Controverses autour de la cession des parts de l’Etat à la Commercial Bank-Cameroon
A trois mois de la fin de son contrat de performance signé avec la Commercial Bank-Cameroon (CBC), l’Etat du Cameroun pourrait bien ne pas céder, comme prévu ses parts à d’autres investisseurs qui se pressent actuellement aux portes de la banque. Si pour l’instant, rien n’est décidé, autour du président de la république, deux camps s’affrontent. L’une qui prêche la légalité et le retrait de l’Etat au sein de cette institution financière aujourd’hui perçue comme un exemple de réussite de restructuration bancaire au Cameroun, et l’autre qui défend son maintien comme principal actionnaire.

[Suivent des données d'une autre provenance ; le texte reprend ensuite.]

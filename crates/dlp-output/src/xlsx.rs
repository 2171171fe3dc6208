//! Spreadsheet writer (engine behind feature `xlsx`).
//!
//! With the engine: one worksheet with a bold, frozen header row, an
//! autofilter over the header and data, and auto-fit column widths.
//! Without it, or on any error while writing, [`XlsxWriter::write_sheet`]
//! returns `false` and leaves no file behind.  A half-written workbook is
//! worse than a missing one, so errors are logged and swallowed here.

use std::path::Path;

use dlp_core::RecordSet;

use crate::writer::{Format, FormatWriter, WriteResult, discard_partial};
use crate::{Capability, OutputResult};

/// Longest worksheet name Excel accepts.
pub const MAX_SHEET_NAME: usize = 31;

#[derive(Debug, Clone)]
pub struct XlsxWriter {
    sheet_name: String,
    enabled:    bool,
}

impl XlsxWriter {
    /// `enabled` is the probe result for [`Capability::Spreadsheet`].
    pub fn new(sheet_name: impl Into<String>, enabled: bool) -> Self {
        XlsxWriter { sheet_name: sheet_name.into(), enabled }
    }

    /// Write `records` as a one-sheet workbook.
    ///
    /// Returns `true` if the workbook was produced, `false` if the engine is
    /// unavailable or writing failed.  Never panics or propagates.
    pub fn write_sheet(&self, records: &RecordSet, dest: &Path, sheet_name: &str) -> bool {
        if !self.enabled {
            tracing::debug!(path = %dest.display(), "spreadsheet capability disabled");
            return false;
        }
        match build_workbook(records, dest, &coerce_sheet_name(sheet_name)) {
            Ok(()) => true,
            Err(e) => {
                tracing::warn!(path = %dest.display(), error = %e, "spreadsheet not produced");
                discard_partial(dest);
                false
            }
        }
    }
}

impl FormatWriter for XlsxWriter {
    fn format(&self) -> Format {
        Format::Xlsx
    }

    fn write(&self, records: &RecordSet, dest: &Path) -> WriteResult {
        if self.write_sheet(records, dest, &self.sheet_name) {
            WriteResult::Written(dest.to_path_buf())
        } else {
            WriteResult::Skipped(Capability::Spreadsheet)
        }
    }
}

/// Apply Excel's sheet-name rules: no `[]:*?/\`, no leading or trailing
/// apostrophe, at most 31 characters, not empty.
pub fn coerce_sheet_name(name: &str) -> String {
    let cleaned: String = name
        .chars()
        .filter(|c| !matches!(c, '[' | ']' | ':' | '*' | '?' | '/' | '\\'))
        .take(MAX_SHEET_NAME)
        .collect();
    let cleaned = cleaned.trim_matches('\'').trim();
    if cleaned.is_empty() { "Sheet1".to_owned() } else { cleaned.to_owned() }
}

#[cfg(feature = "xlsx")]
fn build_workbook(records: &RecordSet, dest: &Path, sheet_name: &str) -> OutputResult<()> {
    use rust_xlsxwriter::{Format as CellFormat, Workbook};

    let mut workbook = Workbook::new();
    let sheet = workbook.add_worksheet();
    sheet.set_name(sheet_name)?;

    let bold = CellFormat::new().set_bold();
    for (col, field) in records.schema().iter().enumerate() {
        sheet.write_string_with_format(0, col as u16, field, &bold)?;
    }

    for (i, record) in records.iter().enumerate() {
        let row = i as u32 + 1;
        for (col, value) in record.values().iter().enumerate() {
            let col = col as u16;
            match value.as_f64() {
                Some(n) => sheet.write_number(row, col, n)?,
                None    => sheet.write_string(row, col, value.to_string())?,
            };
        }
    }

    let columns = records.schema().len();
    if columns > 0 {
        sheet.autofilter(0, 0, records.len() as u32, (columns - 1) as u16)?;
    }
    sheet.set_freeze_panes(1, 0)?;
    sheet.autofit();

    workbook.save(dest)?;
    Ok(())
}

#[cfg(not(feature = "xlsx"))]
fn build_workbook(_records: &RecordSet, _dest: &Path, _sheet_name: &str) -> OutputResult<()> {
    Err(crate::OutputError::Unavailable(Capability::Spreadsheet))
}
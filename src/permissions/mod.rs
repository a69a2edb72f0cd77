//! Access control
//!
//! Two access levels:
//! - Player: may manage their own sheet and roll for themselves
//! - Gm: may also run encounters, advance rounds, reset penalties and edit
//!   any player's sheet
//!
//! Which ids are GMs comes from configuration; identity itself is resolved by
//! the gateway in front of the tracker.

use std::collections::HashSet;
use std::fmt;

use serde::{Deserialize, Serialize};

use crate::error::{TrackerError, TrackerResult};

/// Access levels at the table
#[derive(Debug, Clone, Copy, PartialEq, Eq, PartialOrd, Ord, Hash, Serialize, Deserialize, Default)]
#[serde(rename_all = "lowercase")]
pub enum AccessLevel {
    #[default]
    Player,
    Gm,
}

impl AccessLevel {
    /// Check if this level may run GM-only operations
    pub fn is_gm(&self) -> bool {
        *self >= AccessLevel::Gm
    }
}

/// Operations reserved for the GM
#[derive(Debug, Clone, Copy, PartialEq, Eq, Hash)]
pub enum GmAction {
    RestAll,
    StartEncounter,
    EndEncounter,
    AdvanceRound,
    ResetPenalty,
    EditOtherSheet,
}

impl fmt::Display for GmAction {
    fn fmt(&self, f: &mut fmt::Formatter<'_>) -> fmt::Result {
        let s = match self {
            GmAction::RestAll => "rest everyone",
            GmAction::StartEncounter => "start an encounter",
            GmAction::EndEncounter => "end an encounter",
            GmAction::AdvanceRound => "advance the round",
            GmAction::ResetPenalty => "reset penalties",
            GmAction::EditOtherSheet => "edit another player's sheet",
        };
        write!(f, "{}", s)
    }
}

/// Who is acting on a request
#[derive(Debug, Clone, PartialEq, Eq)]
pub struct Requester {
    pub id: String,
    pub display_name: Option<String>,
    pub level: AccessLevel,
}

impl Requester {
    pub fn display_name(&self) -> Option<&str> {
        self.display_name.as_deref()
    }

    /// Fail unless the requester is a GM
    pub fn require_gm(&self, action: GmAction) -> TrackerResult<()> {
        if self.level.is_gm() {
            Ok(())
        } else {
            Err(TrackerError::Unauthorized(format!(
                "only the GM may {}",
                action
            )))
        }
    }

    /// Fail unless the requester owns the sheet or is a GM
    pub fn require_owner_or_gm(&self, player_id: &str) -> TrackerResult<()> {
        if self.id == player_id {
            Ok(())
        } else {
            self.require_gm(GmAction::EditOtherSheet)
        }
    }

    /// Display name to store when touching `player_id`'s sheet
    pub fn name_for(&self, player_id: &str) -> Option<&str> {
        if self.id == player_id {
            self.display_name()
        } else {
            None
        }
    }
}

/// Permission manager holding the GM roster
#[derive(Debug, Default)]
pub struct PermissionManager {
    gms: HashSet<String>,
}

impl PermissionManager {
    pub fn new<I, S>(gm_ids: I) -> Self
    where
        I: IntoIterator<Item = S>,
        S: Into<String>,
    {
        Self {
            gms: gm_ids.into_iter().map(Into::into).collect(),
        }
    }

    /// Access level for a player id
    pub fn level(&self, player_id: &str) -> AccessLevel {
        if self.gms.contains(player_id) {
            AccessLevel::Gm
        } else {
            AccessLevel::Player
        }
    }

    /// Build a requester for an already-resolved identity
    pub fn requester(&self, player_id: &str, display_name: Option<String>) -> Requester {
        Requester {
            id: player_id.to_string(),
            display_name,
            level: self.level(player_id),
        }
    }
}
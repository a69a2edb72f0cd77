//! Relational backend: one row per player plus a singleton encounter row

use std::collections::{BTreeMap, HashSet};

use anyhow::Result;
use chrono::{DateTime, Utc};
use sqlx::SqlitePool;
use tracing::debug;

use super::Snapshot;
use crate::encounter::EncounterState;
use crate::resources::{PlayerRecord, ResourcePair, StatusEffects};

/// Player and encounter storage with database backing
#[derive(Debug, Clone)]
pub struct SqliteStore {
    pool: SqlitePool,
}

impl SqliteStore {
    /// Create a store over an already-migrated pool
    pub fn new(pool: SqlitePool) -> Self {
        Self { pool }
    }

    pub async fn load_all(&self) -> Result<Snapshot> {
        let rows: Vec<PlayerRow> = sqlx::query_as(
            r#"
            SELECT id, display_name, character_name,
                   hp_current, hp_max, mp_current, mp_max, ip_current, ip_max,
                   armor_current, armor_max, barrier_current, barrier_max, statuses
            FROM players
            "#,
        )
        .fetch_all(&self.pool)
        .await?;

        let mut players = BTreeMap::new();
        for row in rows {
            let record = row.into_record()?;
            players.insert(record.id.clone(), record);
        }

        let encounter: Option<EncounterRow> =
            sqlx::query_as("SELECT active, combatants, started_at FROM encounter WHERE id = 1")
                .fetch_optional(&self.pool)
                .await?;
        let encounter = match encounter {
            Some(row) => row.into_state()?,
            None => EncounterState::default(),
        };

        Ok(Snapshot { players, encounter })
    }

    /// Upsert every player, drop rows no longer present, write the encounter.
    /// Runs in one transaction.
    pub async fn save_all(&self, snapshot: &Snapshot) -> Result<()> {
        let mut tx = self.pool.begin().await?;
        let now = Utc::now().to_rfc3339();

        for record in snapshot.players.values() {
            let statuses = serde_json::to_string(&record.statuses)?;
            sqlx::query(
                r#"
                INSERT INTO players (
                    id, display_name, character_name,
                    hp_current, hp_max, mp_current, mp_max, ip_current, ip_max,
                    armor_current, armor_max, barrier_current, barrier_max,
                    statuses, updated_at
                )
                VALUES (?, ?, ?, ?, ?, ?, ?, ?, ?, ?, ?, ?, ?, ?, ?)
                ON CONFLICT(id) DO UPDATE SET
                    display_name = excluded.display_name,
                    character_name = excluded.character_name,
                    hp_current = excluded.hp_current,
                    hp_max = excluded.hp_max,
                    mp_current = excluded.mp_current,
                    mp_max = excluded.mp_max,
                    ip_current = excluded.ip_current,
                    ip_max = excluded.ip_max,
                    armor_current = excluded.armor_current,
                    armor_max = excluded.armor_max,
                    barrier_current = excluded.barrier_current,
                    barrier_max = excluded.barrier_max,
                    statuses = excluded.statuses,
                    updated_at = excluded.updated_at
                "#,
            )
            .bind(&record.id)
            .bind(&record.display_name)
            .bind(&record.character_name)
            .bind(record.hp.current)
            .bind(record.hp.max)
            .bind(record.mp.current)
            .bind(record.mp.max)
            .bind(record.ip.current)
            .bind(record.ip.max)
            .bind(record.armor.current)
            .bind(record.armor.max)
            .bind(record.barrier.current)
            .bind(record.barrier.max)
            .bind(&statuses)
            .bind(&now)
            .execute(&mut *tx)
            .await?;
        }

        let stored: Vec<(String,)> = sqlx::query_as("SELECT id FROM players")
            .fetch_all(&mut *tx)
            .await?;
        let keep: HashSet<&str> = snapshot.players.keys().map(String::as_str).collect();
        for (id,) in stored.iter().filter(|(id,)| !keep.contains(id.as_str())) {
            sqlx::query("DELETE FROM players WHERE id = ?")
                .bind(id)
                .execute(&mut *tx)
                .await?;
        }

        let combatants = serde_json::to_string(&snapshot.encounter.combatants)?;
        let started_at = snapshot.encounter.started_at.map(|t| t.to_rfc3339());
        sqlx::query(
            r#"
            INSERT INTO encounter (id, active, combatants, started_at)
            VALUES (1, ?, ?, ?)
            ON CONFLICT(id) DO UPDATE SET
                active = excluded.active,
                combatants = excluded.combatants,
                started_at = excluded.started_at
            "#,
        )
        .bind(snapshot.encounter.active)
        .bind(&combatants)
        .bind(&started_at)
        .execute(&mut *tx)
        .await?;

        tx.commit().await?;
        debug!("Saved {} players to sqlite", snapshot.players.len());
        Ok(())
    }

    pub async fn delete_one(&self, player_id: &str) -> Result<bool> {
        let result = sqlx::query("DELETE FROM players WHERE id = ?")
            .bind(player_id)
            .execute(&self.pool)
            .await?;

        Ok(result.rows_affected() > 0)
    }
}

/// Row type for SQLite queries
#[derive(sqlx::FromRow)]
struct PlayerRow {
    id: String,
    display_name: String,
    character_name: String,
    hp_current: i64,
    hp_max: i64,
    mp_current: i64,
    mp_max: i64,
    ip_current: i64,
    ip_max: i64,
    armor_current: i64,
    armor_max: i64,
    barrier_current: i64,
    barrier_max: i64,
    statuses: String,
}

impl PlayerRow {
    fn into_record(self) -> Result<PlayerRecord> {
        let statuses: StatusEffects = serde_json::from_str(&self.statuses)?;
        Ok(PlayerRecord {
            id: self.id,
            display_name: self.display_name,
            character_name: self.character_name,
            hp: ResourcePair::new(self.hp_current, self.hp_max),
            mp: ResourcePair::new(self.mp_current, self.mp_max),
            ip: ResourcePair::new(self.ip_current, self.ip_max),
            armor: ResourcePair::new(self.armor_current, self.armor_max),
            barrier: ResourcePair::new(self.barrier_current, self.barrier_max),
            statuses,
        })
    }
}

#[derive(sqlx::FromRow)]
struct EncounterRow {
    active: bool,
    combatants: String,
    started_at: Option<String>,
}

impl EncounterRow {
    fn into_state(self) -> Result<EncounterState> {
        let started_at = self
            .started_at
            .map(|s| DateTime::parse_from_rfc3339(&s).map(|t| t.with_timezone(&Utc)))
            .transpose()?;
        Ok(EncounterState {
            active: self.active,
            combatants: serde_json::from_str(&self.combatants)?,
            started_at,
        })
    }
}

Selon un document interne dont EcoMatin a obtenu copie, le bénéfice net réalisé par Commercial Bank-Cameroon (CBC) au 31 décembre 2020 s’établit à 3,604 milliards de FCFA. La banque qui est aussi en règle avec ses ratios prudentiels réalise ainsi une marge bénéficiaire en hausse de 30% comparée aux 2,5 milliards de 2019. C’est une belle performance pour un établissement de crédit qui, il y’a 12 ans, était au bord de la liquidation. Placée sous administration provisoire entre 2009 et 2016, CBC avait été sauvée de justesse par l’Etat du Cameroun, qui en est devenu le principal actionnaire. Forte de ce nouveau souffle, la banque camerounaise s’est déployé à travers le pays et réussi à imposer sa marque dans un marché dominé en termes de total Bilan par Afriland First Bank.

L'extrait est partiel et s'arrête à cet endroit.